→ Data shown:
========

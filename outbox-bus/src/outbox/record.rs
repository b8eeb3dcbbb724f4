//! Outbox 行模型
//!
use bon::Builder;
use chrono::{DateTime, Utc};
use serde::{Deserialize, Serialize};

/// 持久化的 Outbox 行
#[derive(Debug, Clone, PartialEq, Eq, Builder, Serialize, Deserialize)]
#[cfg_attr(feature = "infra-sqlx", derive(sqlx::FromRow))]
pub struct OutboxEvent {
    /// 代理主键，由存储在插入时分配
    id: i64,
    /// 事件类型，写入时取自 `Event::event_type`
    event_type: String,
    /// 目标主题，写入时取自 `Event::topic`
    topic: String,
    /// `Event::to_json` 的原始输出，对 Outbox 不透明
    event_payload: Vec<u8>,
    /// 插入时间
    created_at: DateTime<Utc>,
    /// 发布尝试次数（成功或失败都 +1）
    #[builder(default)]
    times_attempted: i32,
    /// 发布时间；为空表示仍待发布，一旦设置不再清除
    published_at: Option<DateTime<Utc>>,
}

impl OutboxEvent {
    pub fn id(&self) -> i64 {
        self.id
    }

    pub fn event_type(&self) -> &str {
        &self.event_type
    }

    pub fn topic(&self) -> &str {
        &self.topic
    }

    pub fn event_payload(&self) -> &[u8] {
        &self.event_payload
    }

    pub fn created_at(&self) -> DateTime<Utc> {
        self.created_at
    }

    pub fn times_attempted(&self) -> i32 {
        self.times_attempted
    }

    pub fn published_at(&self) -> Option<DateTime<Utc>> {
        self.published_at
    }

    pub fn is_published(&self) -> bool {
        self.published_at.is_some()
    }

    /// 记录一次失败的发布尝试
    pub(crate) fn record_attempt(&mut self) {
        self.times_attempted += 1;
    }

    /// 记录一次成功的发布尝试
    pub(crate) fn record_published(&mut self, at: DateTime<Utc>) {
        self.times_attempted += 1;
        if self.published_at.is_none() {
            self.published_at = Some(at);
        }
    }

    /// 存储侧：仅同步尝试次数
    pub(crate) fn sync_attempts(&mut self, from: &OutboxEvent) {
        self.times_attempted = from.times_attempted;
    }

    /// 存储侧：同步尝试次数与发布时间（已发布的行保持原发布时间）
    pub(crate) fn sync_published(&mut self, from: &OutboxEvent) {
        self.times_attempted = from.times_attempted;
        if self.published_at.is_none() {
            self.published_at = from.published_at;
        }
    }
}

/// 插入形态：`id/times_attempted/published_at` 由存储侧取默认值
#[derive(Debug, Clone, PartialEq, Eq, Builder)]
pub struct NewOutboxEvent {
    event_type: String,
    topic: String,
    event_payload: Vec<u8>,
    #[builder(default = Utc::now())]
    created_at: DateTime<Utc>,
}

impl NewOutboxEvent {
    pub fn event_type(&self) -> &str {
        &self.event_type
    }

    pub fn topic(&self) -> &str {
        &self.topic
    }

    pub fn event_payload(&self) -> &[u8] {
        &self.event_payload
    }

    pub fn created_at(&self) -> DateTime<Utc> {
        self.created_at
    }

    /// 由存储分配主键后得到完整行
    pub fn into_record(self, id: i64) -> OutboxEvent {
        OutboxEvent {
            id,
            event_type: self.event_type,
            topic: self.topic,
            event_payload: self.event_payload,
            created_at: self.created_at,
            times_attempted: 0,
            published_at: None,
        }
    }
}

========

→ Assigned task: Take each line from the preceding material that contains "default" and copy it.

→ Result of this task:
    #[builder(default)]
    #[builder(default = Utc::now())]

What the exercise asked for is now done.